Monetary Policies for a Modern World

There is a lot of misinformation out there that simply does not reflect the current state of the world we are in, and this misinformation is correspondingly causing a gigantic misallocation of private capital to non-productive uses (especially towards speculations in precious metals and other commodities) and an overblown distrust in the government’s monetary policies.

This is actually somewhat expected, because even most of our policy makers do not have the proper educational background to understand what they are dealing with and how the fiat currency system really works. Ben Bernanke and his contemporaries are, in fact, learning on the job. It is no secret that they (as well as a lot of the doomsday prognosticators aka finance columnists out there) were educated by textbooks and schools of thought formulated during an era of gold standard with fixed exchange rates. An updated conceptual framework is required for good decision-making in a modern economy.

The best framework for describing our system of fiat currencies is the Modern Monetary Theory. MMT basically shatters everything we learned from our Macro Econ textbooks, because the old conventional thinking evolved out of an obsolete economic model. In a world where free-floating fiat currencies are the norm, the conventional model does not apply. PragCap has a good write-up on it.

The theory itself is actually not very modern – the first iteration of it was formed in the 1920s and it was called Chartalism.
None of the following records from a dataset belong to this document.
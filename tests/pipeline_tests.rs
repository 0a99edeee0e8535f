use mysqladmin_charts::aggregator::{classify_prefix, group_series, DeltaAccumulator};
use mysqladmin_charts::collector::{collect_directory, CollectOptions};
use mysqladmin_charts::parser::{parse_line, GroupedData, RawSample};
use pretty_assertions::assert_eq;
use std::fs;
use std::path::Path;

fn table(rows: &[(&str, &str)]) -> String {
    let mut out = String::from(
        "+----------------------------------+-------+\n\
         | Variable_name                    | Value |\n\
         +----------------------------------+-------+\n",
    );
    for (name, value) in rows {
        out.push_str(&format!("| {:<32} | {:<5} |\n", name, value));
    }
    out.push_str("+----------------------------------+-------+\n");
    out
}

fn write_snapshot(dir: &Path, name: &str, rows: &[(&str, &str)]) {
    fs::write(dir.join(name), table(rows)).unwrap();
}

fn groups_for(dir: &Path) -> Vec<GroupedData> {
    let collection = collect_directory(dir, &CollectOptions::default()).unwrap();
    group_series(collection.series).0
}

#[test]
fn test_end_to_end_bytes_sent() {
    let dir = tempfile::tempdir().unwrap();
    write_snapshot(dir.path(), "2024_05_01_10_00_00-mysqladmin", &[("Bytes_sent", "100")]);
    write_snapshot(dir.path(), "2024_05_01_10_00_01-mysqladmin", &[("Bytes_sent", "250")]);

    let groups = groups_for(dir.path());

    assert_eq!(groups.len(), 1);
    assert_eq!(groups[0].prefix, "Bytes");
    let point = &groups[0].data_points[0];
    assert_eq!(point.name, "Bytes_sent");
    assert_eq!(point.values, vec![150]);
    assert_eq!((point.max, point.min, point.avg), (150, 150, 150.0));
}

#[test]
fn test_series_lengths() {
    let dir = tempfile::tempdir().unwrap();
    for (i, (questions, threads)) in [("10", "1"), ("20", "4"), ("35", "2"), ("60", "8")]
        .iter()
        .enumerate()
    {
        write_snapshot(
            dir.path(),
            &format!("2024_05_01_10_00_0{}-mysqladmin", i),
            &[("Questions", *questions), ("Threads_connected", *threads)],
        );
    }

    let collection = collect_directory(dir.path(), &CollectOptions::default()).unwrap();

    // counters: occurrences - 1, gauges: every occurrence at raw value
    assert_eq!(collection.series["Questions"], vec![10, 15, 25]);
    assert_eq!(collection.series["Threads_connected"], vec![1, 4, 2, 8]);
}

#[test]
fn test_multiple_tables_in_one_file() {
    let dir = tempfile::tempdir().unwrap();
    let mut contents = table(&[("Com_select", "5")]);
    contents.push_str(&table(&[("Com_select", "9")]));
    fs::write(dir.path().join("2024_05_01_10_00_00-mysqladmin"), &contents).unwrap();
    write_snapshot(dir.path(), "2024_05_01_10_00_30-mysqladmin", &[("Com_select", "20")]);

    let collection = collect_directory(dir.path(), &CollectOptions::default()).unwrap();
    assert_eq!(collection.series["Com_select"], vec![4, 11]);
}

#[test]
fn test_files_replayed_in_name_order() {
    let dir = tempfile::tempdir().unwrap();
    // Written out of order on purpose
    write_snapshot(dir.path(), "2024_05_01_10_00_20-mysqladmin", &[("Questions", "300")]);
    write_snapshot(dir.path(), "2024_05_01_10_00_00-mysqladmin", &[("Questions", "100")]);
    write_snapshot(dir.path(), "2024_05_01_10_00_10-mysqladmin", &[("Questions", "150")]);

    let collection = collect_directory(dir.path(), &CollectOptions::default()).unwrap();
    assert_eq!(collection.series["Questions"], vec![50, 150]);
}

#[test]
fn test_grouping_is_deterministic() {
    let dir = tempfile::tempdir().unwrap();
    let names = [
        "Innodb_buffer_pool_pages_total",
        "Innodb_rows_read",
        "Threads_connected",
        "Bytes_received",
        "Bytes_sent",
        "Uptime",
        "Com_insert",
    ];
    for step in 0..3 {
        let rows: Vec<(&str, String)> = names
            .iter()
            .enumerate()
            .map(|(i, name)| (*name, ((i + 1) * (step + 1) * 7).to_string()))
            .collect();
        let rows: Vec<(&str, &str)> = rows.iter().map(|(n, v)| (*n, v.as_str())).collect();
        write_snapshot(dir.path(), &format!("2024_05_01_10_00_0{}-mysqladmin", step), &rows);
    }

    let first = groups_for(dir.path());
    let second = groups_for(dir.path());
    assert_eq!(first, second);

    let prefixes: Vec<&str> = first.iter().map(|g| g.prefix.as_str()).collect();
    assert_eq!(
        prefixes,
        vec!["Bytes", "Com", "Innodb", "Innodb_buffer_pool", "Threads", "Uptime"]
    );
}

#[test]
fn test_all_zero_series_never_grouped() {
    let dir = tempfile::tempdir().unwrap();
    write_snapshot(
        dir.path(),
        "1-mysqladmin",
        &[("Aborted_clients", "3"), ("Bytes_sent", "1"), ("Threads_running", "0")],
    );
    write_snapshot(
        dir.path(),
        "2-mysqladmin",
        &[("Aborted_clients", "3"), ("Bytes_sent", "2"), ("Threads_running", "0")],
    );

    let groups = groups_for(dir.path());
    let names: Vec<&str> = groups
        .iter()
        .flat_map(|g| g.data_points.iter().map(|p| p.name.as_str()))
        .collect();
    assert_eq!(names, vec!["Bytes_sent"]);
}

#[test]
fn test_malformed_lines_leave_previous_value_untouched() {
    let mut acc = DeltaAccumulator::new();
    let lines = [
        "| Bytes_sent | 100 |",
        "| Bytes_sent | n/a |",
        "| Bytes_sent",
        "+------------+-----+",
        "| Bytes_sent | 130 |",
    ];
    for line in lines {
        if let Some(sample) = parse_line(line) {
            acc.record(sample);
        }
        if line == "| Bytes_sent" {
            assert_eq!(acc.previous("Bytes_sent"), Some(100));
        }
    }

    assert_eq!(acc.previous("Bytes_sent"), Some(130));
    assert_eq!(acc.series("Bytes_sent"), Some(&[30][..]));
}

#[test]
fn test_prefix_classification_examples() {
    assert_eq!(classify_prefix("Innodb_buffer_pool_pages_total"), "Innodb_buffer_pool");
    assert_eq!(classify_prefix("Innodb_rows_read"), "Innodb");
    assert_eq!(classify_prefix("Threads_connected"), "Threads");
    assert_eq!(classify_prefix("Bytes_received"), "Bytes");
    assert_eq!(classify_prefix("Uptime"), "Uptime");
}

#[test]
fn test_threads_are_raw_not_delta() {
    let mut acc = DeltaAccumulator::new();
    acc.ingest(vec![
        RawSample::new("Threads_connected", 12),
        RawSample::new("Threads_connected", 12),
    ]);
    assert_eq!(acc.series("Threads_connected"), Some(&[12, 12][..]));
}

#[test]
fn test_unreadable_directory_aborts() {
    let dir = tempfile::tempdir().unwrap();
    let result = collect_directory(dir.path().join("missing"), &CollectOptions::default());
    assert!(result.is_err());
}

#[test]
fn test_other_files_ignored() {
    let dir = tempfile::tempdir().unwrap();
    write_snapshot(dir.path(), "1-mysqladmin", &[("Questions", "1")]);
    write_snapshot(dir.path(), "1-mysqladmin.bak", &[("Questions", "1000")]);
    write_snapshot(dir.path(), "2-mysqladmin", &[("Questions", "5")]);

    let collection = collect_directory(dir.path(), &CollectOptions::default()).unwrap();
    assert_eq!(collection.files.len(), 2);
    assert_eq!(collection.series["Questions"], vec![4]);
}

#[test]
fn test_nested_directory_replayed_before_dashed_sibling() {
    let dir = tempfile::tempdir().unwrap();
    fs::create_dir(dir.path().join("a")).unwrap();
    write_snapshot(&dir.path().join("a"), "1-mysqladmin", &[("Questions", "10")]);
    write_snapshot(dir.path(), "a-mysqladmin", &[("Questions", "100")]);

    let collection = collect_directory(dir.path(), &CollectOptions::default()).unwrap();

    assert!(collection.files[0].path.ends_with("a/1-mysqladmin"));
    assert!(collection.files[1].path.ends_with("a-mysqladmin"));
    assert_eq!(collection.series["Questions"], vec![90]);
}
//! Snapshot parsing and schema definitions.
//!
//! This module handles:
//! - Recognising data rows in `mysqladmin` table dumps
//! - Defining the samples, series and grouped statistics passed between stages

pub mod schema;
pub mod snapshot;

// Re-export main types
pub use schema::{DataPoint, GroupedData, RawSample, SeriesTable};
pub use snapshot::{parse_line, parse_snapshot};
It is currently experiencing a quiet revival because it most accurately explains and predicts what we are now observing in our modern economies. Unfortunately it has not yet become a mainstream school of thought.

But it’s super important that it does, because in one fell swoop Modern Monetary Theory explains

  1. Why the periphery EU countries are having fiscal troubles;
  2. Why the same troubles did not occur to the Japanese government after 2 decades of extreme deficit spending and monetary easing;
  3. Why they also will not happen to the US – the US government is in no risk of default, and in fact it is debatable whether they have dished out enough stimulus;
  4. The hyperinflation/doomsday scenario is not destined to happen, therefore gold and other precious metals are in a speculative bubble.
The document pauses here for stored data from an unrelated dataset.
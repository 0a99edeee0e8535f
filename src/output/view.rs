//! View-model for the dashboard page.
//!
//! All data shaping happens here: headings, table rows with formatted
//! averages, chart labels and per-series colors. The HTML renderer only
//! lays these values out, so everything below is testable without markup.

use super::dashboard::Dashboard;
use crate::parser::schema::{DataPoint, GroupedData};
use crate::utils::config::HUE_STEP;
use serde::Serialize;

const DATETIME_FORMAT: &str = "%Y-%m-%d %H:%M:%S";

/// Page-level view
#[derive(Debug, Clone, Serialize)]
pub struct DashboardView {
    pub title: String,
    pub generated_at: String,

    /// "first - last" capture time, when file names carry timestamps
    pub time_range: Option<String>,

    pub summary: String,
    pub groups: Vec<GroupView>,
}

/// One chart card: heading, canvas and statistics table
#[derive(Debug, Clone, Serialize)]
pub struct GroupView {
    pub heading: String,
    pub canvas_id: String,

    /// X axis, `1..=n` for the first series of the group
    pub labels: Vec<usize>,

    pub datasets: Vec<DatasetView>,
    pub rows: Vec<RowView>,
}

/// One Chart.js line dataset (field names follow Chart.js)
#[derive(Debug, Clone, PartialEq, Serialize)]
#[serde(rename_all = "camelCase")]
pub struct DatasetView {
    pub label: String,
    pub data: Vec<i64>,
    pub border_color: String,
    pub background_color: String,
    pub point_background_color: String,
    pub fill: bool,
    pub border_width: u32,
    pub tension: f64,
    pub point_radius: u32,
    pub point_hover_radius: u32,
}

/// One line of the Name / Max / Min / Avg table
#[derive(Debug, Clone, PartialEq, Serialize)]
pub struct RowView {
    pub name: String,
    pub max: i64,
    pub min: i64,
    pub avg: String,
}

impl DashboardView {
    /// Shape the dashboard for rendering
    ///
    /// **Public** - called on every request
    pub fn from_dashboard(dashboard: &Dashboard) -> Self {
        let time_range = match (dashboard.first_snapshot, dashboard.last_snapshot) {
            (Some(first), Some(last)) => Some(format!(
                "{} - {}",
                first.format(DATETIME_FORMAT),
                last.format(DATETIME_FORMAT)
            )),
            _ => None,
        };

        Self {
            title: "Delta Charts".to_string(),
            generated_at: dashboard.generated_at.format(DATETIME_FORMAT).to_string(),
            time_range,
            summary: dashboard.summary.summary(),
            groups: dashboard
                .groups
                .iter()
                .enumerate()
                .map(|(index, group)| GroupView::from_group(index, group))
                .collect(),
        }
    }
}

impl GroupView {
    pub fn from_group(index: usize, group: &GroupedData) -> Self {
        let labels: Vec<usize> = group
            .data_points
            .first()
            .map(|first| (1..=first.values.len()).collect())
            .unwrap_or_default();

        Self {
            heading: format!("{} Variables", group.prefix),
            canvas_id: format!("chart-{}", index),
            labels,
            datasets: group
                .data_points
                .iter()
                .enumerate()
                .map(|(n, point)| DatasetView::from_point(n, point))
                .collect(),
            rows: group.data_points.iter().map(RowView::from_point).collect(),
        }
    }
}

impl DatasetView {
    /// Dataset for the `n`th series of a chart
    pub fn from_point(n: usize, point: &DataPoint) -> Self {
        let hue = series_hue(n);
        Self {
            label: point.name.clone(),
            data: point.values.clone(),
            border_color: format!("hsl({}, 70%, 50%)", hue),
            background_color: format!("hsla({}, 70%, 50%, 0.2)", hue),
            point_background_color: format!("hsl({}, 70%, 50%)", hue),
            fill: true,
            border_width: 1,
            tension: 0.4,
            point_radius: 2,
            point_hover_radius: 4,
        }
    }
}

impl RowView {
    pub fn from_point(point: &DataPoint) -> Self {
        Self {
            name: point.name.clone(),
            max: point.max,
            min: point.min,
            avg: format_avg(point.avg),
        }
    }
}

/// Hue (degrees) of the `n`th series within a chart
///
/// Not reduced mod 360; CSS `hsl()` wraps the angle itself.
pub fn series_hue(n: usize) -> usize {
    n * HUE_STEP
}

/// Format an average with precision inversely proportional to magnitude
///
/// **Public** - used by the table view and the text summary
///
/// * `>= 1000` -> 0 decimals
/// * `>= 100` -> 1 decimal
/// * `>= 10` -> 2 decimals
/// * otherwise 3 decimals
///
/// Ties round away from zero on the decimal value, so `42.345` gives `"42.35"`.
pub fn format_avg(avg: f64) -> String {
    let decimals: i32 = if avg >= 1000.0 {
        0
    } else if avg >= 100.0 {
        1
    } else if avg >= 10.0 {
        2
    } else {
        3
    };

    let scale = 10f64.powi(decimals);
    let rounded = (avg * scale).round() / scale;
    format!("{:.*}", decimals as usize, rounded)
}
Without being too technical, I will try to summarize the MMT basics in this article. Essentially, the following assumptions hold true for all major developed economies outside the eurozone (i.e. US, Canada, Japan, UK, Australia etc.):

  • a) Money is not physically backed by any commodity or pegged to any foreign currencies.
  • b) The government is the sole issuer of money.
  • c) The government has the power to maintain the legal tender status of money (through a functioning taxation and court system).
  • d) The fiscal and monetary arms of the government effectively work as a single unit.

Assumption (d) is VERY important and this is where it breaks down for the EU, because while they have a monetary union via ECB’s euro, they do not have a fiscal union on the “federal” level. In other words, the arm of government that spends most of the money (e.g. national governments like Ireland and Greece) does not have the power to print money (euro).
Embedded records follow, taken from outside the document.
//! Statistics and prefix grouping over completed series.
//!
//! Runs once, after every snapshot has been ingested. Variables whose
//! series never moves are dropped, the rest are grouped by naming prefix so
//! related counters end up on the same chart.

use crate::parser::schema::{DataPoint, GroupedData, SeriesTable};
use crate::utils::config::{BUFFER_POOL_PREFIX, GROUP_SEPARATOR, INNODB_PREFIX};
use log::debug;
use std::collections::BTreeMap;

impl DataPoint {
    /// Derive statistics for one series
    ///
    /// **Public** - used by `group_series` and tests
    ///
    /// # Returns
    /// `None` if the series is empty or entirely zero
    pub fn from_series(name: impl Into<String>, values: Vec<i64>) -> Option<Self> {
        if values.iter().all(|v| *v == 0) {
            return None;
        }

        let max = *values.iter().max()?;
        let min = *values.iter().min()?;
        let sum: i128 = values.iter().map(|v| *v as i128).sum();
        let avg = sum as f64 / values.len() as f64;

        Some(Self {
            name: name.into(),
            values,
            max,
            min,
            avg,
        })
    }
}

/// Pick the chart group for a variable name
///
/// **Public** - grouping rule, exposed for tests
///
/// Precedence:
/// 1. `Innodb_buffer_pool*` -> `Innodb_buffer_pool`
/// 2. `Innodb*` -> `Innodb`
/// 3. text before the first `_`
/// 4. the whole name
pub fn classify_prefix(name: &str) -> &str {
    if name.starts_with(BUFFER_POOL_PREFIX) {
        BUFFER_POOL_PREFIX
    } else if name.starts_with(INNODB_PREFIX) {
        INNODB_PREFIX
    } else {
        match name.find(GROUP_SEPARATOR) {
            Some(idx) => &name[..idx],
            None => name,
        }
    }
}

/// Build sorted groups from the completed series
///
/// **Public** - main entry point for aggregation
///
/// # Returns
/// Groups sorted by prefix with data points sorted by name, and the number
/// of all-zero series that were dropped
pub fn group_series(series: SeriesTable) -> (Vec<GroupedData>, usize) {
    let mut groups: BTreeMap<String, Vec<DataPoint>> = BTreeMap::new();
    let mut dropped = 0;

    for (name, values) in series {
        let prefix = classify_prefix(&name).to_string();
        match DataPoint::from_series(name, values) {
            Some(point) => groups.entry(prefix).or_default().push(point),
            None => dropped += 1,
        }
    }

    let grouped: Vec<GroupedData> = groups
        .into_iter()
        .map(|(prefix, mut data_points)| {
            data_points.sort_by(|a, b| a.name.cmp(&b.name));
            GroupedData {
                prefix,
                data_points,
            }
        })
        .collect();

    debug!(
        "Grouped {} variables into {} groups ({} all-zero dropped)",
        grouped.iter().map(|g| g.data_points.len()).sum::<usize>(),
        grouped.len(),
        dropped
    );

    (grouped, dropped)
}

/// Counters describing one ingestion run
///
/// **Public** - logged after ingestion, printed by `--summary`
#[derive(Debug, Clone, Default, PartialEq, Eq)]
pub struct IngestSummary {
    /// Snapshot files processed
    pub files: usize,

    /// Rows recognised across all files
    pub samples: usize,

    /// Variables that made it onto a chart
    pub variables: usize,

    /// Number of chart groups
    pub groups: usize,

    /// Variables dropped because their series was all zero
    pub zero_series_dropped: usize,
}

impl IngestSummary {
    /// Get human-readable summary
    ///
    /// **Public** - for logging and debugging
    pub fn summary(&self) -> String {
        format!(
            "Files: {} | Samples: {} | Charted variables: {} | Groups: {} | All-zero dropped: {}",
            self.files, self.samples, self.variables, self.groups, self.zero_series_dropped
        )
    }
}

#[cfg(test)]
mod tests {
    use super::*;
    use pretty_assertions::assert_eq;

    #[test]
    fn test_classify_prefix() {
        assert_eq!(classify_prefix("Innodb_buffer_pool_pages_total"), "Innodb_buffer_pool");
        assert_eq!(classify_prefix("Innodb_buffer_pool_read_requests"), "Innodb_buffer_pool");
        assert_eq!(classify_prefix("Innodb_rows_read"), "Innodb");
        assert_eq!(classify_prefix("Threads_connected"), "Threads");
        assert_eq!(classify_prefix("Bytes_received"), "Bytes");
        assert_eq!(classify_prefix("Uptime"), "Uptime");
    }

    #[test]
    fn test_classify_prefix_edge_cases() {
        assert_eq!(classify_prefix("InnodbX"), "Innodb");
        assert_eq!(classify_prefix("_leading"), "");
        assert_eq!(classify_prefix("Com_show_status"), "Com");
    }

    #[test]
    fn test_data_point_statistics() {
        let point = DataPoint::from_series("Questions", vec![4, -2, 10, 0]).unwrap();
        assert_eq!(point.max, 10);
        assert_eq!(point.min, -2);
        assert_eq!(point.avg, 3.0);
        assert_eq!(point.values, vec![4, -2, 10, 0]);
    }

    #[test]
    fn test_data_point_single_value() {
        let point = DataPoint::from_series("Bytes_sent", vec![150]).unwrap();
        assert_eq!((point.max, point.min, point.avg), (150, 150, 150.0));
    }

    #[test]
    fn test_all_zero_series_rejected() {
        assert!(DataPoint::from_series("Idle", vec![0, 0, 0]).is_none());
        assert!(DataPoint::from_series("Empty", vec![]).is_none());
    }

    #[test]
    fn test_average_does_not_overflow() {
        let point = DataPoint::from_series("Big", vec![i64::MAX, i64::MAX]).unwrap();
        assert_eq!(point.avg, i64::MAX as f64);
    }

    #[test]
    fn test_group_series_sorting_and_filtering() {
        let mut series = SeriesTable::new();
        series.insert("Innodb_rows_read".to_string(), vec![5, 6]);
        series.insert("Bytes_sent".to_string(), vec![150]);
        series.insert("Bytes_received".to_string(), vec![1, 2]);
        series.insert("Innodb_buffer_pool_reads".to_string(), vec![0, 3]);
        series.insert("Aborted_connects".to_string(), vec![0, 0]);
        series.insert("Uptime".to_string(), vec![10, 10]);

        let (groups, dropped) = group_series(series);

        assert_eq!(dropped, 1);
        let prefixes: Vec<&str> = groups.iter().map(|g| g.prefix.as_str()).collect();
        assert_eq!(prefixes, vec!["Bytes", "Innodb", "Innodb_buffer_pool", "Uptime"]);

        let bytes: Vec<&str> = groups[0].data_points.iter().map(|p| p.name.as_str()).collect();
        assert_eq!(bytes, vec!["Bytes_received", "Bytes_sent"]);
    }

    #[test]
    fn test_group_series_empty() {
        let (groups, dropped) = group_series(SeriesTable::new());
        assert!(groups.is_empty());
        assert_eq!(dropped, 0);
    }

    #[test]
    fn test_summary_string() {
        let summary = IngestSummary {
            files: 2,
            samples: 10,
            variables: 3,
            groups: 1,
            zero_series_dropped: 4,
        };
        assert_eq!(
            summary.summary(),
            "Files: 2 | Samples: 10 | Charted variables: 3 | Groups: 1 | All-zero dropped: 4"
        );
    }
}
These countries cannot monetize their euro-denominated debt, which arbitrarily forces them into the same constraints that regular households and private enterprises experience everyday – the need to balance budget, the need to fund expenditures with income. In fact, MMT predicts that the current arrangement of the European Union is not sustainable, and they will have to either break-up or pursue a greater federal union in order to synchronize their monetary and fiscal policies.

However, in a true Modern Monetary System (e.g. US, Canada, Japan, UK, Switzerland), the government does not behave like a private household/enterprise. The government has no obligation to balance revenue and expense – in fact it can spend on deficit forever, with the only ceiling being the economy’s ability to produce (aka Inflation). But more on that later – first we have to see that all domestically denominated government debt is an illusion under MMT.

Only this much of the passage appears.